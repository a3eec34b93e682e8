use serde::Serialize;
use sqlx::{FromRow, PgPool};
use time::Date;
use uuid::Uuid;

use crate::nutrition::Nutrients;

/// One day's summed nutrients.
#[derive(Debug, Clone, Serialize, FromRow)]
pub struct DayTotals {
    pub day: Date,
    #[sqlx(flatten)]
    #[serde(flatten)]
    pub totals: Nutrients,
}

/// Sum of all nutrients consumed by the user on one day. A day without
/// meals yields all zeros, never an error.
pub async fn day_totals(db: &PgPool, user_id: Uuid, day: Date) -> anyhow::Result<Nutrients> {
    let totals = sqlx::query_as::<_, Nutrients>(
        r#"
        SELECT COALESCE(SUM(n.calories), 0)::float8        AS calories,
               COALESCE(SUM(n.protein_g), 0)::float8       AS protein_g,
               COALESCE(SUM(n.carbs_g), 0)::float8         AS carbs_g,
               COALESCE(SUM(n.fat_g), 0)::float8           AS fat_g,
               COALESCE(SUM(n.fiber_g), 0)::float8         AS fiber_g,
               COALESCE(SUM(n.sugar_g), 0)::float8         AS sugar_g,
               COALESCE(SUM(n.sodium_mg), 0)::float8       AS sodium_mg,
               COALESCE(SUM(n.saturated_fat_g), 0)::float8 AS saturated_fat_g,
               COALESCE(SUM(n.cholesterol_mg), 0)::float8  AS cholesterol_mg,
               COALESCE(SUM(n.potassium_mg), 0)::float8    AS potassium_mg
        FROM meals m
        JOIN meal_nutrition n ON n.meal_id = m.id
        WHERE m.user_id = $1 AND m.consumed_on = $2
        "#,
    )
    .bind(user_id)
    .bind(day)
    .fetch_one(db)
    .await?;
    Ok(totals)
}

/// Per-day sums over an inclusive date range. Days without meals are absent
/// from the result; callers zero-fill.
pub async fn range_day_totals(
    db: &PgPool,
    user_id: Uuid,
    from: Date,
    to: Date,
) -> anyhow::Result<Vec<DayTotals>> {
    let rows = sqlx::query_as::<_, DayTotals>(
        r#"
        SELECT m.consumed_on                                AS day,
               COALESCE(SUM(n.calories), 0)::float8        AS calories,
               COALESCE(SUM(n.protein_g), 0)::float8       AS protein_g,
               COALESCE(SUM(n.carbs_g), 0)::float8         AS carbs_g,
               COALESCE(SUM(n.fat_g), 0)::float8           AS fat_g,
               COALESCE(SUM(n.fiber_g), 0)::float8         AS fiber_g,
               COALESCE(SUM(n.sugar_g), 0)::float8         AS sugar_g,
               COALESCE(SUM(n.sodium_mg), 0)::float8       AS sodium_mg,
               COALESCE(SUM(n.saturated_fat_g), 0)::float8 AS saturated_fat_g,
               COALESCE(SUM(n.cholesterol_mg), 0)::float8  AS cholesterol_mg,
               COALESCE(SUM(n.potassium_mg), 0)::float8    AS potassium_mg
        FROM meals m
        JOIN meal_nutrition n ON n.meal_id = m.id
        WHERE m.user_id = $1 AND m.consumed_on BETWEEN $2 AND $3
        GROUP BY m.consumed_on
        ORDER BY m.consumed_on
        "#,
    )
    .bind(user_id)
    .bind(from)
    .bind(to)
    .fetch_all(db)
    .await?;
    Ok(rows)
}

/// Sum of one metric over an inclusive date range, for goal progress.
/// The column is resolved through the tracked-metric table, never from
/// raw user input.
pub async fn metric_total(
    db: &PgPool,
    user_id: Uuid,
    metric: &str,
    from: Date,
    to: Date,
) -> anyhow::Result<f64> {
    let Some(column) = Nutrients::column_for(metric) else {
        anyhow::bail!("unknown metric {metric:?}");
    };
    let sql = format!(
        r#"
        SELECT COALESCE(SUM(n.{column}), 0)::float8
        FROM meals m
        JOIN meal_nutrition n ON n.meal_id = m.id
        WHERE m.user_id = $1 AND m.consumed_on BETWEEN $2 AND $3
        "#
    );
    let total = sqlx::query_scalar::<_, f64>(&sql)
        .bind(user_id)
        .bind(from)
        .bind(to)
        .fetch_one(db)
        .await?;
    Ok(total)
}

════════════════════

### [What this task involves]
The word "never" appears in some lines of the data. Copy every one of those lines.

### [Final answer]
/// meals yields all zeros, never an error.
/// The column is resolved through the tracked-metric table, never from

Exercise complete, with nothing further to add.